(WHAT THE TASK ASKS) If a line of the listing contains the string "left", return that line.

################

//! Main compiler module.
//!
//! This module contains the core Compiler structure and drives code
//! generation from a checked AST to MIPS assembly for the SPIM simulator.
//! It owns the output buffers, the label counter, the static variables and
//! the frame of the routine currently being generated.

use std::collections::HashMap;

use tracing::debug;

use crate::{
    ast::{
        ast::Program,
        statements::{FunctionDecl, Stmt},
        types::VarType,
    },
    environment::environment::FunctionTable,
    errors::errors::{Error, ErrorImpl},
};

use super::{
    frame::{Frame, Location, Slot},
    stmt::gen_statement,
};

pub const DIV_ZERO_TRAP: &str = "runtime_div_zero";
pub const MISSING_RETURN_TRAP: &str = "runtime_missing_return";

/// The main compiler structure that holds the state of the compilation process.
///
/// Every expression leaves exactly one word on the operand stack at `$sp`;
/// statements leave the stack as they found it.
pub struct Compiler {
    /// Lines of the `.text` section
    text: Vec<String>,
    /// Top-level variables, in declaration order
    statics: Vec<(String, VarType)>,
    static_lookup: HashMap<String, VarType>,
    /// Return types of the callable functions
    pub functions: FunctionTable<VarType>,
    /// Layout of the routine being generated
    pub frame: Frame,
    label_count: usize,
}

impl Default for Compiler {
    fn default() -> Self {
        Self::new()
    }
}

impl Compiler {
    pub fn new() -> Self {
        Compiler {
            text: vec![],
            statics: vec![],
            static_lookup: HashMap::new(),
            functions: FunctionTable::new(),
            frame: Frame::for_main(&[]),
            label_count: 0,
        }
    }

    /// Emits one indented instruction.
    pub fn emit(&mut self, instruction: impl Into<String>) {
        self.text.push(format!("    {}", instruction.into()));
    }

    pub fn emit_label(&mut self, label: &str) {
        self.text.push(format!("{}:", label));
    }

    /// Returns a fresh number for a family of related labels.
    pub fn next_label_id(&mut self) -> usize {
        let id = self.label_count;
        self.label_count += 1;
        id
    }

    pub fn push(&mut self, register: &str) {
        self.emit(format!("sw {}, 0($sp)", register));
        self.emit("subu $sp, $sp, 4");
    }

    pub fn pop(&mut self, register: &str) {
        self.emit(format!("lw {}, 4($sp)", register));
        self.emit("addu $sp, $sp, 4");
    }

    /// Resolves a variable: the routine's own scopes first, then statics.
    pub fn lookup_variable(&self, name: &str, line: u32) -> Result<Slot, Error> {
        if let Some(slot) = self.frame.lookup(name) {
            return Ok(slot.clone());
        }

        match self.static_lookup.get(name) {
            Some(var_type) => Ok(Slot {
                location: Location::Static(String::from(name)),
                var_type: *var_type,
            }),
            None => Err(Error::on_line(
                ErrorImpl::VariableNotDeclared {
                    variable: String::from(name),
                },
                line,
            )),
        }
    }

    pub fn lookup_function(&self, name: &str, line: u32) -> Result<VarType, Error> {
        self.functions.get_function(name).copied().ok_or_else(|| {
            Error::on_line(
                ErrorImpl::FunctionNotDeclared {
                    function: String::from(name),
                },
                line,
            )
        })
    }

    fn gen_prologue(&mut self) {
        let size = self.frame.size();
        self.emit("sw $ra, 0($sp)");
        self.emit("sw $fp, -4($sp)");
        self.emit("move $fp, $sp");
        self.emit(format!("subu $sp, $sp, {}", size));
    }

    fn gen_main(&mut self, program: &Program) -> Result<(), Error> {
        self.frame = Frame::for_main(&program.body);

        self.emit_label("main");
        self.gen_prologue();
        for stmt in program.iter() {
            gen_statement(self, stmt)?;
        }
        self.emit("li $v0, 10");
        self.emit("syscall");

        Ok(())
    }

    fn gen_function(&mut self, function: &FunctionDecl) -> Result<(), Error> {
        self.frame = Frame::for_function(function);
        let return_label = Frame::return_label_for(&function.name);

        self.text.push(String::new());
        self.emit_label(&format!("fun_{}", function.name));
        self.gen_prologue();
        for stmt in &function.body {
            gen_statement(self, stmt)?;
        }
        // Falling off the end means no return statement ran.
        self.emit(format!("j {}", MISSING_RETURN_TRAP));

        self.emit_label(&return_label);
        self.emit("move $v0, $t0");
        self.emit("lw $ra, 0($fp)");
        self.emit("move $sp, $fp");
        self.emit("lw $fp, -4($fp)");
        self.emit("jr $ra");

        debug!(
            function = function.name.as_str(),
            frame_size = self.frame.size(),
            "generated function"
        );
        Ok(())
    }

    fn gen_runtime_traps(&mut self) {
        for trap in [DIV_ZERO_TRAP, MISSING_RETURN_TRAP] {
            self.text.push(String::new());
            self.emit_label(trap);
            self.emit("li $a0, 1");
            self.emit("li $v0, 17");
            self.emit("syscall");
        }
    }

    fn data_section(&self) -> Vec<String> {
        let mut data = vec![String::from(".data"), String::from("    .align 2")];

        for (name, _) in &self.statics {
            data.push(format!("var_{}: .word 0", name));
        }
        data.push(String::from("bool_true: .asciiz \"true\\n\""));
        data.push(String::from("bool_false: .asciiz \"false\\n\""));
        data.push(String::from("newline: .asciiz \"\\n\""));

        data
    }

    /// Generates the complete assembly text for `program`.
    pub fn compile(mut self, program: &Program) -> Result<String, Error> {
        for function in program.functions() {
            self.functions
                .declare_function(&function.name, function.return_type)
                .map_err(|error_impl| Error::on_line(error_impl, function.line))?;
        }

        for stmt in program.iter() {
            if let Stmt::Var { name, var_type, .. } = stmt {
                if !self.static_lookup.contains_key(name) {
                    self.static_lookup.insert(name.clone(), *var_type);
                    self.statics.push((name.clone(), *var_type));
                }
            }
        }

        self.gen_main(program)?;
        for function in program.functions() {
            self.gen_function(function)?;
        }
        self.gen_runtime_traps();

        let mut lines = self.data_section();
        lines.push(String::new());
        lines.push(String::from(".text"));
        lines.push(String::from(".globl main"));
        lines.append(&mut self.text);

        debug!(
            statics = self.statics.len(),
            functions = self.functions.len(),
            lines = lines.len(),
            "generated assembly"
        );

        let mut assembly = lines.join("\n");
        assembly.push('\n');
        Ok(assembly)
    }
}
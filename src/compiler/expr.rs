use crate::{
    ast::{
        expressions::{Expr, Literal, Operator},
        types::VarType,
    },
    errors::errors::{Error, ErrorImpl},
};

use super::compiler::{Compiler, DIV_ZERO_TRAP};

/// Generates code for `expression`, leaving its value pushed on the stack.
pub fn gen_expression(compiler: &mut Compiler, expression: &Expr) -> Result<(), Error> {
    match expression {
        Expr::Literal { value, .. } => {
            let word = match value {
                Literal::Int(value) => *value,
                Literal::Bool(value) => *value as i32,
            };
            compiler.emit(format!("li $t0, {}", word));
            compiler.push("$t0");
        }
        Expr::Variable { name, line } => {
            let slot = compiler.lookup_variable(name, *line)?;
            compiler.emit(format!("lw $t0, {}", slot.location.operand()));
            compiler.push("$t0");
        }
        Expr::Unary {
            operator, right, ..
        } => {
            gen_expression(compiler, right)?;
            compiler.pop("$t0");
            match operator {
                Operator::Not => compiler.emit("xori $t2, $t0, 1"),
                _ => compiler.emit("subu $t2, $zero, $t0"),
            }
            compiler.push("$t2");
        }
        Expr::Binary {
            left,
            operator,
            right,
            line,
        } => {
            gen_expression(compiler, left)?;
            gen_expression(compiler, right)?;
            compiler.pop("$t1");
            compiler.pop("$t0");
            gen_binary_operator(compiler, *operator, *line)?;
            compiler.push("$t2");
        }
        Expr::Call {
            name,
            arguments,
            line,
        } => {
            compiler.lookup_function(name, *line)?;

            for argument in arguments {
                gen_expression(compiler, argument)?;
            }
            compiler.emit(format!("jal fun_{}", name));
            if !arguments.is_empty() {
                compiler.emit(format!("addu $sp, $sp, {}", 4 * arguments.len()));
            }
            compiler.push("$v0");
        }
    }

    Ok(())
}

/// Combines `$t0` (left) and `$t1` (right) into `$t2`.
fn gen_binary_operator(
    compiler: &mut Compiler,
    operator: Operator,
    line: u32,
) -> Result<(), Error> {
    let instruction = match operator {
        Operator::Plus => "addu",
        Operator::Minus => "subu",
        Operator::Multiply => "mul",
        Operator::Divide => {
            compiler.emit(format!("beq $t1, $zero, {}", DIV_ZERO_TRAP));
            compiler.emit("div $t0, $t1");
            compiler.emit("mflo $t2");
            return Ok(());
        }
        Operator::And => "and",
        Operator::Or => "or",
        Operator::Equal => "seq",
        Operator::NotEqual => "sne",
        Operator::Less => "slt",
        Operator::LessEqual => "sle",
        Operator::Greater => "sgt",
        Operator::GreaterEqual => "sge",
        // `!` only ever comes out of the parser as a unary operator.
        Operator::Not => {
            return Err(Error::on_line(
                ErrorImpl::UnexpectedToken {
                    token: operator.to_string(),
                },
                line,
            ))
        }
    };

    compiler.emit(format!("{} $t2, $t0, $t1", instruction));
    Ok(())
}

/// Static type of `expression`, used to pick how `print` renders it.
pub fn infer_type(compiler: &Compiler, expression: &Expr) -> Result<VarType, Error> {
    match expression {
        Expr::Literal { value, .. } => Ok(value.get_type()),
        Expr::Variable { name, line } => Ok(compiler.lookup_variable(name, *line)?.var_type),
        Expr::Unary { operator, .. } => Ok(match operator {
            Operator::Not => VarType::Bool,
            _ => VarType::Int,
        }),
        Expr::Binary { operator, .. } => Ok(match operator {
            Operator::Plus | Operator::Minus | Operator::Multiply | Operator::Divide => {
                VarType::Int
            }
            _ => VarType::Bool,
        }),
        Expr::Call { name, line, .. } => compiler.lookup_function(name, *line),
    }
}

################

(FINAL ANSWER)
            left,
            gen_expression(compiler, left)?;
/// Combines `$t0` (left) and `$t1` (right) into `$t2`.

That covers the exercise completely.